Mi corazón latió con violencia contra las cuerdas que me apretaban los pechos cuando asentí una vez más, sellando mi entrega total. Dante lo leyó en mis pupilas dilatadas y, sin decir una palabra más, aflojó solo los nudos necesarios para girarme y colocarme de nuevo en el centro de la sala, bajo el foco de luz que convertía cada gota de semen que resbalaba por mis muslos en un brillo obsceno.

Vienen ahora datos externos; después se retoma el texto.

use std::collections::HashSet;
use std::sync::Arc;

use futures::stream::{self, StreamExt};
use tracing::warn;
use uuid::Uuid;

use super::{FeedStore, UserGraph};
use crate::error::AppError;
use crate::models::FeedItemType;

#[derive(Debug, Clone)]
pub struct FanoutFailure {
    pub recipient: Uuid,
    pub error: String,
}

/// Outcome of one fan-out run. A failed recipient never aborts the rest;
/// failures are collected here and logged by the caller.
#[derive(Debug, Default)]
pub struct FanoutReport {
    pub recipients: usize,
    pub delivered: usize,
    pub duplicates: usize,
    pub failures: Vec<FanoutFailure>,
}

impl FanoutReport {
    pub fn fully_delivered(&self) -> bool {
        self.failures.is_empty()
    }
}

/// Push-model fan-out: on post/reply creation, writes a reference into every
/// recipient's feed with a bounded number of writes in flight.
pub struct FanoutEngine {
    graph: Arc<dyn UserGraph>,
    feeds: Arc<dyn FeedStore>,
    concurrency: usize,
}

impl FanoutEngine {
    pub fn new(graph: Arc<dyn UserGraph>, feeds: Arc<dyn FeedStore>, concurrency: usize) -> Self {
        Self {
            graph,
            feeds,
            concurrency: concurrency.max(1),
        }
    }

    /// Recipients: the author's followers, friends, and the author itself.
    pub async fn fan_out_post(
        &self,
        author_id: Uuid,
        post_id: Uuid,
    ) -> Result<FanoutReport, AppError> {
        let recipients = self.recipient_set(author_id, None).await?;
        Ok(self
            .deliver(recipients, FeedItemType::Post, post_id)
            .await)
    }

    /// Same recipient set as a post, plus the parent post's author so thread
    /// owners always see replies, deduplicated by identity.
    pub async fn fan_out_reply(
        &self,
        author_id: Uuid,
        reply_id: Uuid,
        parent_author_id: Uuid,
    ) -> Result<FanoutReport, AppError> {
        let recipients = self.recipient_set(author_id, Some(parent_author_id)).await?;
        Ok(self
            .deliver(recipients, FeedItemType::Reply, reply_id)
            .await)
    }

    async fn recipient_set(
        &self,
        author_id: Uuid,
        parent_author_id: Option<Uuid>,
    ) -> Result<Vec<Uuid>, AppError> {
        let mut set: HashSet<Uuid> = HashSet::new();
        set.extend(self.graph.followers_of(author_id).await?);
        set.extend(self.graph.friends_of(author_id).await?);
        set.insert(author_id);
        if let Some(parent_author) = parent_author_id {
            set.insert(parent_author);
        }
        Ok(set.into_iter().collect())
    }

    async fn deliver(
        &self,
        recipients: Vec<Uuid>,
        item_type: FeedItemType,
        item_id: Uuid,
    ) -> FanoutReport {
        let mut report = FanoutReport {
            recipients: recipients.len(),
            ..Default::default()
        };

        let results: Vec<(Uuid, Result<bool, AppError>)> =
            stream::iter(recipients.into_iter().map(|recipient| {
                let feeds = Arc::clone(&self.feeds);
                async move { (recipient, feeds.append(recipient, item_type, item_id).await) }
            }))
            .buffer_unordered(self.concurrency)
            .collect()
            .await;

        for (recipient, result) in results {
            match result {
                Ok(true) => report.delivered += 1,
                Ok(false) => report.duplicates += 1,
                Err(e) => report.failures.push(FanoutFailure {
                    recipient,
                    error: e.to_string(),
                }),
            }
        }

        if !report.fully_delivered() {
            warn!(
                item_type = %item_type,
                item_id = %item_id,
                failed = report.failures.len(),
                delivered = report.delivered,
                "fan-out completed with failures"
            );
        }

        report
    }
}
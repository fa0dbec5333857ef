use async_trait::async_trait;
use chrono::{DateTime, Utc};
use sqlx::PgPool;
use uuid::Uuid;

use crate::error::AppError;
use crate::models::{FeedEntry, FeedItemType};
use crate::services::FeedStore;

#[derive(Debug, sqlx::FromRow)]
struct FeedEntryRow {
    seq: i64,
    item_type: String,
    item_id: Uuid,
    created_at: DateTime<Utc>,
}

impl TryFrom<FeedEntryRow> for FeedEntry {
    type Error = AppError;

    fn try_from(row: FeedEntryRow) -> Result<Self, Self::Error> {
        let item_type = FeedItemType::from_db(&row.item_type).ok_or_else(|| {
            tracing::error!(item_type = %row.item_type, seq = row.seq, "unknown feed item type in store");
            AppError::Internal
        })?;
        Ok(FeedEntry {
            seq: row.seq,
            item_type,
            item_id: row.item_id,
            created_at: row.created_at,
        })
    }
}

/// Feed store backed by `feeds` + `feed_entries`. Appends are idempotent on
/// (user, item_type, item_id) so fan-out retries never double-insert.
#[derive(Clone)]
pub struct PgFeedStore {
    pool: PgPool,
}

impl PgFeedStore {
    pub fn new(pool: PgPool) -> Self {
        Self { pool }
    }
}

#[async_trait]
impl FeedStore for PgFeedStore {
    async fn append(
        &self,
        recipient: Uuid,
        item_type: FeedItemType,
        item_id: Uuid,
    ) -> Result<bool, AppError> {
        // Lazily create the feed document on the first fan-out hit.
        sqlx::query(
            r#"
            INSERT INTO feeds (user_id) VALUES ($1)
            ON CONFLICT (user_id) DO NOTHING
            "#,
        )
        .bind(recipient)
        .execute(&self.pool)
        .await?;

        let result = sqlx::query(
            r#"
            INSERT INTO feed_entries (user_id, item_type, item_id)
            VALUES ($1, $2, $3)
            ON CONFLICT (user_id, item_type, item_id) DO NOTHING
            "#,
        )
        .bind(recipient)
        .bind(item_type.as_str())
        .bind(item_id)
        .execute(&self.pool)
        .await?;

        Ok(result.rows_affected() > 0)
    }

    async fn entries_page(
        &self,
        user_id: Uuid,
        before_seq: Option<i64>,
        limit: i64,
    ) -> Result<Vec<FeedEntry>, AppError> {
        let rows = sqlx::query_as::<_, FeedEntryRow>(
            r#"
            SELECT seq, item_type, item_id, created_at
            FROM feed_entries
            WHERE user_id = $1
              AND ($2::bigint IS NULL OR seq < $2)
            ORDER BY seq DESC
            LIMIT $3
            "#,
        )
        .bind(user_id)
        .bind(before_seq)
        .bind(limit)
        .fetch_all(&self.pool)
        .await?;

        rows.into_iter().map(FeedEntry::try_from).collect()
    }
}
use std::sync::Arc;

use sqlx::PgPool;

use crate::config::Config;
use crate::db::ContentRepository;
use crate::services::{FanoutEngine, FeedReader};

#[derive(Clone)]
pub struct AppState {
    pub db: PgPool,
    pub config: Arc<Config>,
    pub content: ContentRepository,
    pub fanout: Arc<FanoutEngine>,
    pub reader: Arc<FeedReader>,
}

Mis tacones altos apenas tocaban el suelo; las piernas abiertas al máximo, los brazos aún inmovilizados a la espalda y la cuerda roja entre mis labios vaginales seguía mordiendo mi clítoris hinchado con cada respiración. Sentía el semen de Dante, espeso y caliente, escapando de mi coño y mezclándose con mis propios jugos, trazando caminos lentos hasta mis rodillas. El olor a sexo ya impregnaba el aire, denso, almizclado, y yo solo podía tragar saliva, muda, mientras Desmond y Hana se levantaban de sus sillones como dos depredadores que acaban de oler sangre fresca.

Dante ajustó el shibari con manos expertas. Pasó una nueva línea por debajo de mis axilas, rodeando mis tetas ya enrojecidas hasta que estas se hincharon obscenamente, los pezones convertidos en puntas dolorosas y sensibles. Luego bajó la cuerda entre mis nalgas, separándolas sin piedad y creando un nudo que presionaba directamente contra mi ano aún sensible por sus dedos. Cada nudo nuevo era un recordatorio: yo no era más que carne atada, una secretaria de veintiocho años convertida en objeto silencioso para el placer de tres dominantes. «Si gimo ahora, todo se rompe», pensé, y ese miedo me mojaba aún más, haciendo que mi coño palpitara visiblemente alrededor de la soga que lo dividía.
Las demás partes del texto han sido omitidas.